The measurement of antagonist potency and the importance of selective inhibition of agonist uptake processes.

Schild regressions in isolated tissues are powerful tools for receptor classification only if they yield equillibrium dissociation constants of antagonists which can, in turn, occur only when measurements are made under equillbrium conditions. Regressions with slopes different from unity of nonlinear regressions indicate noncompliance to equillbrium. This paper describes a condition whereby Schild regressions apparently comply with criteria which signify equillbrium conditions but in fact are regressions obtained at nonequilibrium steady states yielding significant underestimations of the potency of the antagonist. Specifically, if agonist uptake processes in isolated tissues are inhibited by uptake inhibitors with receptor blocking properties, the experimental data and a theoretical model suggest that the resulting Schild regression will be linear, have a slope of unity and be shifted to the right of the true Schild regression, thereby significantly underestimating antagonist potency.

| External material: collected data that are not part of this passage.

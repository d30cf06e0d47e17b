//! Repository for the `pottery_pieces` table.

use sqlx::types::Json;
use sqlx::PgPool;
use uuid::Uuid;

use crate::models::map_row;
use crate::models::piece::{CreatePiece, PieceFilter, PieceRow, PotteryPiece, UpdatePiece};

/// Column list shared across queries to avoid repetition.
const COLUMNS: &str = "id, title, description, collection, images, featured, created_at, updated_at";

/// Provides CRUD operations for portfolio pieces.
pub struct PieceRepo;

impl PieceRepo {
    /// Insert a new piece with a freshly generated id, returning the created row.
    pub async fn create(pool: &PgPool, input: &CreatePiece) -> Result<PotteryPiece, sqlx::Error> {
        let query = format!(
            "INSERT INTO pottery_pieces (id, title, description, collection, images, featured)
             VALUES ($1, $2, $3, $4, $5, $6)
             RETURNING {COLUMNS}"
        );
        let row = sqlx::query_as::<_, PieceRow>(&query)
            .bind(Uuid::now_v7().to_string())
            .bind(&input.title)
            .bind(&input.description)
            .bind(input.collection.as_str())
            .bind(Json(&input.images))
            .bind(input.featured.unwrap_or(false))
            .fetch_one(pool)
            .await?;
        map_row::<_, PotteryPiece>(row)
    }

    /// Find a piece by id.
    pub async fn find_by_id(pool: &PgPool, id: &str) -> Result<Option<PotteryPiece>, sqlx::Error> {
        let query = format!("SELECT {COLUMNS} FROM pottery_pieces WHERE id = $1");
        sqlx::query_as::<_, PieceRow>(&query)
            .bind(id)
            .fetch_optional(pool)
            .await?
            .map(map_row::<_, PotteryPiece>)
            .transpose()
    }

    /// List pieces, newest first, narrowed by whichever filters are set.
    pub async fn list(pool: &PgPool, filter: &PieceFilter) -> Result<Vec<PotteryPiece>, sqlx::Error> {
        let query = format!(
            "SELECT {COLUMNS} FROM pottery_pieces
             WHERE ($1::TEXT IS NULL OR collection = $1)
               AND ($2::BOOLEAN IS NULL OR featured = $2)
             ORDER BY created_at DESC, id DESC"
        );
        sqlx::query_as::<_, PieceRow>(&query)
            .bind(filter.collection.map(|c| c.as_str()))
            .bind(filter.featured)
            .fetch_all(pool)
            .await?
            .into_iter()
            .map(map_row::<_, PotteryPiece>)
            .collect()
    }

    /// Update a piece. Only non-`None` fields in `input` are applied.
    ///
    /// `updated_at` always moves forward, even when two updates land within
    /// the same clock tick. Returns `None` if no row with the given `id`
    /// exists.
    pub async fn update(
        pool: &PgPool,
        id: &str,
        input: &UpdatePiece,
    ) -> Result<Option<PotteryPiece>, sqlx::Error> {
        let query = format!(
            "UPDATE pottery_pieces SET
                title = COALESCE($2, title),
                description = COALESCE($3, description),
                collection = COALESCE($4, collection),
                images = COALESCE($5, images),
                featured = COALESCE($6, featured),
                updated_at = GREATEST(NOW(), updated_at + INTERVAL '1 microsecond')
             WHERE id = $1
             RETURNING {COLUMNS}"
        );
        sqlx::query_as::<_, PieceRow>(&query)
            .bind(id)
            .bind(&input.title)
            .bind(&input.description)
            .bind(input.collection.map(|c| c.as_str()))
            .bind(input.images.as_ref().map(Json))
            .bind(input.featured)
            .fetch_optional(pool)
            .await?
            .map(map_row::<_, PotteryPiece>)
            .transpose()
    }

    /// Permanently delete a piece by id. Returns `true` if a row was removed.
    pub async fn delete(pool: &PgPool, id: &str) -> Result<bool, sqlx::Error> {
        let result = sqlx::query("DELETE FROM pottery_pieces WHERE id = $1")
            .bind(id)
            .execute(pool)
            .await?;
        Ok(result.rows_affected() > 0)
    }

    /// Insert or overwrite a piece keeping its existing id and timestamps.
    ///
    /// Used by the bulk JSON import, where records already carry ids from
    /// the file-backed store they came from.
    pub async fn upsert_imported(
        pool: &PgPool,
        piece: &PotteryPiece,
    ) -> Result<PotteryPiece, sqlx::Error> {
        let query = format!(
            "INSERT INTO pottery_pieces
                (id, title, description, collection, images, featured, created_at, updated_at)
             VALUES ($1, $2, $3, $4, $5, $6, $7, $8)
             ON CONFLICT (id) DO UPDATE SET
                title = EXCLUDED.title,
                description = EXCLUDED.description,
                collection = EXCLUDED.collection,
                images = EXCLUDED.images,
                featured = EXCLUDED.featured,
                updated_at = EXCLUDED.updated_at
             RETURNING {COLUMNS}"
        );
        let row = sqlx::query_as::<_, PieceRow>(&query)
            .bind(&piece.id)
            .bind(&piece.title)
            .bind(&piece.description)
            .bind(piece.collection.as_str())
            .bind(Json(&piece.images))
            .bind(piece.featured)
            .bind(piece.created_at)
            .bind(piece.updated_at)
            .fetch_one(pool)
            .await?;
        map_row::<_, PotteryPiece>(row)
    }

    /// Total number of pieces.
    pub async fn count(pool: &PgPool) -> Result<i64, sqlx::Error> {
        let (count,): (i64,) = sqlx::query_as("SELECT COUNT(*) FROM pottery_pieces")
            .fetch_one(pool)
            .await?;
        Ok(count)
    }
}
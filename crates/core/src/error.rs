use crate::types::RecordId;

#[derive(Debug, thiserror::Error)]
pub enum CoreError {
    #[error("Entity not found: {entity} with id {id}")]
    NotFound { entity: &'static str, id: RecordId },

    #[error("Validation failed: {0}")]
    Validation(String),

    #[error("Unauthorized: {0}")]
    Unauthorized(String),

    #[error("Internal error: {0}")]
    Internal(String),
}
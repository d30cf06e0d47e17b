//! Admin token generation and validation.
//!
//! Tokens are HS256-signed JWTs carrying an [`AdminClaims`] payload. There
//! is a single admin, so the claims identify a role rather than a user.

use jsonwebtoken::{decode, encode, DecodingKey, EncodingKey, Header, Validation};
use serde::{Deserialize, Serialize};
use uuid::Uuid;

/// The only role ever issued.
pub const ADMIN_ROLE: &str = "admin";

/// JWT claims embedded in every admin token.
#[derive(Debug, Serialize, Deserialize, Clone)]
pub struct AdminClaims {
    /// Always [`ADMIN_ROLE`].
    pub role: String,
    /// Issued-at time (UTC Unix timestamp).
    pub iat: i64,
    /// Expiration time (UTC Unix timestamp).
    pub exp: i64,
    /// Unique token identifier (UUID v4).
    pub jti: String,
}

impl AdminClaims {
    pub fn is_admin(&self) -> bool {
        self.role == ADMIN_ROLE
    }
}

/// Configuration for JWT token generation and validation.
#[derive(Debug, Clone)]
pub struct JwtConfig {
    /// HMAC-SHA256 secret used to sign and verify tokens.
    pub secret: String,
    /// Token lifetime in days (default: 7).
    pub expiry_days: i64,
}

/// Default token expiry in days.
const DEFAULT_EXPIRY_DAYS: i64 = 7;

const SECONDS_PER_DAY: i64 = 24 * 60 * 60;

impl JwtConfig {
    /// Load JWT configuration from environment variables.
    ///
    /// | Env Var           | Required | Default |
    /// |-------------------|----------|---------|
    /// | `JWT_SECRET`      | **yes**  | --      |
    /// | `JWT_EXPIRY_DAYS` | no       | `7`     |
    ///
    /// # Panics
    ///
    /// Panics if `JWT_SECRET` is not set or is empty.
    pub fn from_env() -> Self {
        let secret =
            std::env::var("JWT_SECRET").expect("JWT_SECRET must be set in the environment");
        assert!(!secret.is_empty(), "JWT_SECRET must not be empty");

        let expiry_days: i64 = std::env::var("JWT_EXPIRY_DAYS")
            .unwrap_or_else(|_| DEFAULT_EXPIRY_DAYS.to_string())
            .parse()
            .expect("JWT_EXPIRY_DAYS must be a valid i64");

        Self {
            secret,
            expiry_days,
        }
    }

    /// Token lifetime in seconds, also used as the cookie `Max-Age`.
    pub fn expiry_secs(&self) -> i64 {
        self.expiry_days * SECONDS_PER_DAY
    }
}

/// Generate an HS256 admin token valid for [`JwtConfig::expiry_days`].
pub fn generate_admin_token(config: &JwtConfig) -> Result<String, jsonwebtoken::errors::Error> {
    let now = chrono::Utc::now().timestamp();

    let claims = AdminClaims {
        role: ADMIN_ROLE.to_string(),
        iat: now,
        exp: now + config.expiry_secs(),
        jti: Uuid::new_v4().to_string(),
    };

    encode(
        &Header::default(), // HS256
        &claims,
        &EncodingKey::from_secret(config.secret.as_bytes()),
    )
}

/// Validate and decode a token, returning the embedded [`AdminClaims`].
///
/// Checks the signature and expiry. Does not check the role.
pub fn validate_token(
    token: &str,
    config: &JwtConfig,
) -> Result<AdminClaims, jsonwebtoken::errors::Error> {
    let token_data = decode::<AdminClaims>(
        token,
        &DecodingKey::from_secret(config.secret.as_bytes()),
        &Validation::default(), // HS256, validates exp
    )?;
    Ok(token_data.claims)
}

Experiments with the effects of neuronal uptake inhibition (with desmethylimipramine and amitriptylene) on the phentolamine-inhibition of norepinephrine responses in rat anococcygeus muscle and the effects of metanephrine on the propranolol-inhibition of isoproterenol relaxation of guinea-pig trachea provided data to compare to a theoretical model. The data and the model help define the selectivity of the uptake inhibitor fo uptake over receptors needed to achieve steady states approaching true equilibrium, a condition required for satisfactory estimation of antagonist potency.